Però questa amministrazione è quella che ha dato spazi ai centri sociali.
«Ecco, questo assolutamente no. Non si può accettare che vengano a occupare strutture pubbliche. E che poi si legalizzi anche questa situazione. Che poi se almeno le mantenessero bene queste strutture... Invece le distruggono».
E questo a danno di tutte le altre associazioni di volontariato o no profit che non hanno un posto dove andare o non hanno soldi per pagare un affitto.

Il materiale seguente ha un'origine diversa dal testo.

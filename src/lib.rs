pub mod api;
pub mod builder;
pub mod config;
pub mod duration;
pub mod error;
pub mod images_to_text;
pub mod model;
pub mod pipelines;
pub mod providers;
pub mod url_to_text;
pub mod validate;

// Re-export commonly used types
pub use builder::{ImportResult, RecipeImporter, RecipeImporterBuilder, DEFAULT_AUTHOR};
pub use config::{load_config, AppConfig, FetchConfig, VisionConfig};
pub use error::{ExtractionError, FetchError, ImportError, VisionError};
pub use images_to_text::ImageSource;
pub use model::{RecipeRecord, Section, VisionRecipe};

/// Fetch a recipe page and extract a validated recipe from it.
///
/// Settings come from `config.toml` and `RECIPE__*` variables.
///
/// # Example
/// ```no_run
/// # async fn example() -> Result<(), recipe_extractor::ImportError> {
/// let recipe = recipe_extractor::fetch_recipe("https://example.com/recipe").await?;
/// println!("{} ({} ingredients)", recipe.title, recipe.ingredients.len());
/// # Ok(())
/// # }
/// ```
pub async fn fetch_recipe(url: &str) -> Result<RecipeRecord, ImportError> {
    let config = load_config()?;
    pipelines::url::process(url, &config.fetch).await
}

/// Read a recipe from base64 image data and credit it to `author`.
///
/// Requires `ANTHROPIC_API_KEY` or a configured `vision.api_key`.
pub async fn scan_recipe(image_base64: &str, author: &str) -> Result<VisionRecipe, ImportError> {
    let config = load_config()?;
    let image = ImageSource::Base64(api::strip_data_url_prefix(image_base64).to_string());
    Ok(pipelines::image::process(&image, author, &config.vision).await?)
}
use super::{dedupe, non_empty, ParsingContext, TimeKind};
use crate::duration;
use html_escape::decode_html_entities;
use log::debug;
use scraper::{Html, Selector};
use serde_json::Value;

/// The recipe described by the page's embedded schema.org JSON-LD block.
///
/// Every property is read independently, so one malformed property never
/// hides the others.
#[derive(Debug, Clone, Default, PartialEq, Eq)]
pub struct EmbeddedRecipe {
    pub name: Option<String>,
    pub description: Option<String>,
    /// Raw ISO 8601 durations, normalized when a field asks for them
    pub prep_time: Option<String>,
    pub cook_time: Option<String>,
    pub total_time: Option<String>,
    pub recipe_yield: Option<String>,
    pub ingredients: Vec<String>,
    pub instructions: Vec<String>,
    pub image: Option<String>,
}

/// Parse the first `application/ld+json` block of the document.
///
/// Returns `None` when there is no block, it is not valid JSON, or it does
/// not describe a `Recipe`. Only the first block is considered; a top-level
/// array contributes its first element.
pub fn parse(document: &Html) -> Option<EmbeddedRecipe> {
    let selector = Selector::parse(r#"script[type="application/ld+json"]"#).unwrap();
    let script = document.select(&selector).next()?;
    let raw_json = script.text().collect::<String>();

    let json_ld: Value = match serde_json::from_str(raw_json.trim()) {
        Ok(value) => value,
        Err(e) => {
            debug!("JsonLd: failed to parse embedded metadata: {}", e);
            return None;
        }
    };

    let recipe = match json_ld {
        Value::Array(items) => items.into_iter().next()?,
        other => other,
    };

    if !is_recipe_type(&recipe) {
        debug!("JsonLd: first block is not a Recipe");
        return None;
    }

    Some(EmbeddedRecipe {
        name: string_prop(&recipe, "name"),
        description: description(&recipe),
        prep_time: string_prop(&recipe, "prepTime"),
        cook_time: string_prop(&recipe, "cookTime"),
        total_time: string_prop(&recipe, "totalTime"),
        recipe_yield: recipe.get("recipeYield").and_then(yield_text),
        ingredients: ingredients(&recipe),
        instructions: recipe
            .get("recipeInstructions")
            .map(instructions)
            .unwrap_or_default(),
        image: recipe.get("image").and_then(image_url),
    })
}

fn is_recipe_type(value: &Value) -> bool {
    match value.get("@type") {
        Some(Value::String(type_str)) => type_str.eq_ignore_ascii_case("recipe"),
        Some(Value::Array(types)) => types
            .iter()
            .filter_map(Value::as_str)
            .any(|t| t.eq_ignore_ascii_case("recipe")),
        _ => false,
    }
}

fn string_prop(value: &Value, key: &str) -> Option<String> {
    value.get(key).and_then(Value::as_str).and_then(clean)
}

/// Decode entities and trim; blank strings count as absent.
fn clean(text: &str) -> Option<String> {
    let decoded = decode_html_symbols(text);
    let trimmed = decoded.trim();
    if trimmed.is_empty() {
        None
    } else {
        Some(trimmed.to_string())
    }
}

fn decode_html_symbols(text: &str) -> String {
    // some sites encode twice
    decode_html_entities(&decode_html_entities(text)).into_owned()
}

fn description(recipe: &Value) -> Option<String> {
    match recipe.get("description")? {
        Value::String(text) => clean(text),
        Value::Object(_) => string_prop(recipe.get("description")?, "text"),
        _ => None,
    }
}

fn yield_text(value: &Value) -> Option<String> {
    match value {
        Value::String(s) => clean(s),
        Value::Number(n) => Some(n.to_string()),
        Value::Array(items) => items.first().and_then(yield_text),
        _ => None,
    }
}

fn ingredients(recipe: &Value) -> Vec<String> {
    recipe
        .get("recipeIngredient")
        .and_then(Value::as_array)
        .map(|items| {
            items
                .iter()
                .filter_map(Value::as_str)
                .filter_map(clean)
                .collect()
        })
        .unwrap_or_default()
}

/// Flatten `recipeInstructions` into step texts.
///
/// Accepts a single string, a list of strings, a list of `HowToStep`
/// objects, and `HowToSection` objects wrapping steps in `itemListElement`.
fn instructions(value: &Value) -> Vec<String> {
    match value {
        Value::String(text) => clean(text).into_iter().collect(),
        Value::Array(steps) => steps.iter().flat_map(instructions).collect(),
        Value::Object(step) => {
            if let Some(items) = step.get("itemListElement") {
                return instructions(items);
            }
            step.get("text")
                .or_else(|| step.get("name"))
                .and_then(Value::as_str)
                .and_then(clean)
                .into_iter()
                .collect()
        }
        _ => Vec::new(),
    }
}

fn image_url(value: &Value) -> Option<String> {
    match value {
        Value::String(url) => clean(url),
        Value::Array(images) => images.first().and_then(image_url),
        Value::Object(_) => string_prop(value, "url"),
        _ => None,
    }
}

// Field strategies

pub fn title(context: &ParsingContext) -> Option<String> {
    context.metadata.as_ref()?.name.clone()
}

pub fn description_text(context: &ParsingContext) -> Option<String> {
    context.metadata.as_ref()?.description.clone()
}

pub fn time(context: &ParsingContext, kind: TimeKind) -> Option<String> {
    let metadata = context.metadata.as_ref()?;
    let raw = match kind {
        TimeKind::Prep => metadata.prep_time.as_deref(),
        TimeKind::Cook => metadata.cook_time.as_deref(),
        TimeKind::Total => metadata.total_time.as_deref(),
    }?;
    duration::normalize(raw)
}

pub fn servings(context: &ParsingContext) -> Option<String> {
    context.metadata.as_ref()?.recipe_yield.clone()
}

pub fn ingredient_list(context: &ParsingContext) -> Option<Vec<String>> {
    let metadata = context.metadata.as_ref()?;
    non_empty(dedupe(metadata.ingredients.iter().cloned()))
}

pub fn instruction_list(context: &ParsingContext) -> Option<Vec<String>> {
    let metadata = context.metadata.as_ref()?;
    non_empty(dedupe(metadata.instructions.iter().cloned()))
}

pub fn image(context: &ParsingContext) -> Option<String> {
    context.metadata.as_ref()?.image.clone()
}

«La sussidiarietà vera è quando una struttura pubblica consente l’autodeterminazione del privato e nel momento in cui questo non ce la fa, le viene incontro. Poi bisogna fare i conti con i soldi a disposizione».
Che non ci sono.
«Come Anci in questi giorni chiederemo al governo Monti una modifica al patto di stabilità. Il denaro speso per l’edilizia scolastica e i rischi idrogeologici non dovrà essere compreso nel patto. Lo chiederemo con forza, altrimenti siamo pronti alla disobbedienza civile. Io sono pronto a sforare il patto. Mi possono multare? Vedremo. Se tutti i Comuni, iniziando dalle grandi città, lo facessero davvero poi sarebbe da capire come va a finire».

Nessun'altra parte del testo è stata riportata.